La vie interne, préservée, de la paroisse étudiante a permis le lancement début janvier d’un groupe de jeunes hommes “Exodus 90” : un soutien spirituel pour gagner en liberté et lutter contre les addictions aux écrans ou à la pornographie. Autre idée d’encouragement : le parrainage entre étudiants “ange-gardien” pendant l’Avent ou les prochains “copains de Carême”. Chacun est invité à prier et veiller sur une personne attribuée. Il est également possible de demander cette attention. À l’occasion de l’Épiphanie, une soixantaine de jeunes s’est réunie et les anges-gardiens se sont révélés. “C’était un lieu de joie assez extraordinaire ! Nous sommes en train de lancer copain de Carême : nous avons quelque chose à jouer pour éviter la solitude affective et permettre de vraies rencontres”, partage l’abbé Damien Verley.
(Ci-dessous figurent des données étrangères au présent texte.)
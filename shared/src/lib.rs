//! Protocol pieces shared by the client and server crates: the command
//! model, the wire codec, the outbound queue, the observer seam and the
//! datagram transport.

use std::time::Duration;

pub mod codec;
pub mod command;
pub mod observer;
pub mod queue;
pub mod transport;
pub mod udp;

pub use command::{Command, CommandKind, PeerId, Target, Vec3, BROADCAST_ID};

/// Largest encoded frame the protocol will put on the wire, tag included.
pub const MAX_FRAME_SIZE: usize = 256;

/// How often a connected client signals liveness unless configured otherwise.
pub const DEFAULT_KEEP_ALIVE_INTERVAL: Duration = Duration::from_secs(5);
//! UDP implementation of the transport [`Driver`].
//!
//! UDP itself has no connections, so the driver runs a minimal session layer
//! over raw datagrams: every datagram starts with a one-byte envelope kind
//! (connect request, accept, data, disconnect) and the driver keeps per-peer
//! state keyed by source address. The envelope byte is internal to the
//! transport; the command frames the sessions exchange are the datagram
//! payload and stay bit-exact.
//!
//! Connection establishment retries the connect request once a second for a
//! bounded number of attempts. Peers that stay silent longer than the idle
//! timeout are reported as disconnected, which is what the protocol's
//! keep-alive command exists to prevent on live-but-quiet links.

use log::{debug, warn};
use std::collections::{HashMap, VecDeque};
use std::io::ErrorKind;
use std::net::{SocketAddr, UdpSocket};
use std::time::{Duration, Instant};

use crate::command::PeerId;
use crate::transport::{Driver, TransportError, TransportEvent};
use crate::MAX_FRAME_SIZE;

const ENVELOPE_CONNECT: u8 = 1;
const ENVELOPE_ACCEPT: u8 = 2;
const ENVELOPE_DATA: u8 = 3;
const ENVELOPE_DISCONNECT: u8 = 4;

const CONNECT_RETRY_INTERVAL: Duration = Duration::from_secs(1);
const MAX_CONNECT_ATTEMPTS: u32 = 10;

/// Default time of silence after which a peer counts as dead.
pub const DEFAULT_IDLE_TIMEOUT: Duration = Duration::from_secs(30);

#[derive(Debug)]
struct Peer {
    addr: SocketAddr,
    last_seen: Instant,
    events: VecDeque<TransportEvent>,
    closed: bool,
}

impl Peer {
    fn new(addr: SocketAddr) -> Self {
        Self {
            addr,
            last_seen: Instant::now(),
            events: VecDeque::new(),
            closed: false,
        }
    }

    fn close(&mut self) {
        self.closed = true;
        self.events.push_back(TransportEvent::Disconnect);
    }
}

#[derive(Debug, Clone, Copy)]
enum Handshake {
    Connecting { attempts: u32, last_attempt: Instant },
    Established,
}

#[derive(Debug, Clone, Copy)]
enum Mode {
    Idle,
    Server,
    Client {
        server_addr: SocketAddr,
        handshake: Handshake,
    },
}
La solidarité avec les plus démunis n’est pas en reste. Les maraudes organisées en lien avec la Société Saint-Vincent de Paul et l’Ordre de Malte rassemblent des étudiants de plus en plus nombreux, heureux de sortir et de servir !
Porter l’espérance
L’évangélisation est le troisième pilier de la pastorale étudiante toulousaine. La cité universitaire est le lieu de mission des jeunes. À Noël, ils ont cuisiné et confectionné des coffrets cadeaux, qu’ils sont allés offrir, avec les dons d’autres paroisses, aux étudiants, qui restaient sur place pour les fêtes. Le tout, en proposant la messe de Noël et un réveillon solidaire. “Cette démarche a été une source de joie immense ! Ils ont tous été accueillis très positivement ! Nous avons décidé de recommencer avec chaque spécialité culinaire en lien avec le temps liturgique”, sourit le responsable de la pastorale étudiante. Le samedi précédant la Chandeleur, les missionnaires sont allés frapper aux portes des chambres et inviter à descendre dans le hall. Là, des crêpes attendaient les étudiants ! En amont, les voisins de la paroisse étudiante avaient gracieusement déposé tous les ingrédients nécessaires à la préparation. L’opération devrait être réitérée pour la mi-carême. “C’est un apostolat d’amitié ! Nous avons l’espérance et une communauté, ce que les autres n’ont pas. Si nous n’allions pas à leur rencontre, ce serait de la non-assistance à personne en danger”, assure l’abbé. D’évoquer, choqué, les nombreuses demandes d’entretien qu’il reçoit et les questions liées au suicide, à l’avortement, au ras-le-bol des études et du contexte politique, au mal-être des camarades voire à leur changement de sexe.
“La période que nous traversons est malsaine. Il y a une tendance des jeunes à s’enfermer chez eux, le confinement ne fait qu’entériner une situation de fait. Il est urgent de sortir !”, lance le responsable des étudiants qui a choisi d’arrêter de publier des vidéos et invite à “être alternatif et remettre du réel dans les relations”. Avec les jeunes, il multiplie les virées à la mer, à la montagne, dans le village de François près de Toulouse. Et ce 13 février, grâce à des voitures et minibus prêtés par des familles, c’est à Lourdes qu’il appelle les jeunes pour confier tous les étudiants à Notre-Dame. L’abbé Damien Verley insiste : “Les étudiants catholiques se mettent en mode survie. Il faut les pousser à être audacieux, les envoyer au service des autres étudiants ! Cela peut être source de quelques frictions, mais ils découvrent une joie immense. Nous avons la chance de les voir se révéler, se redéployer”.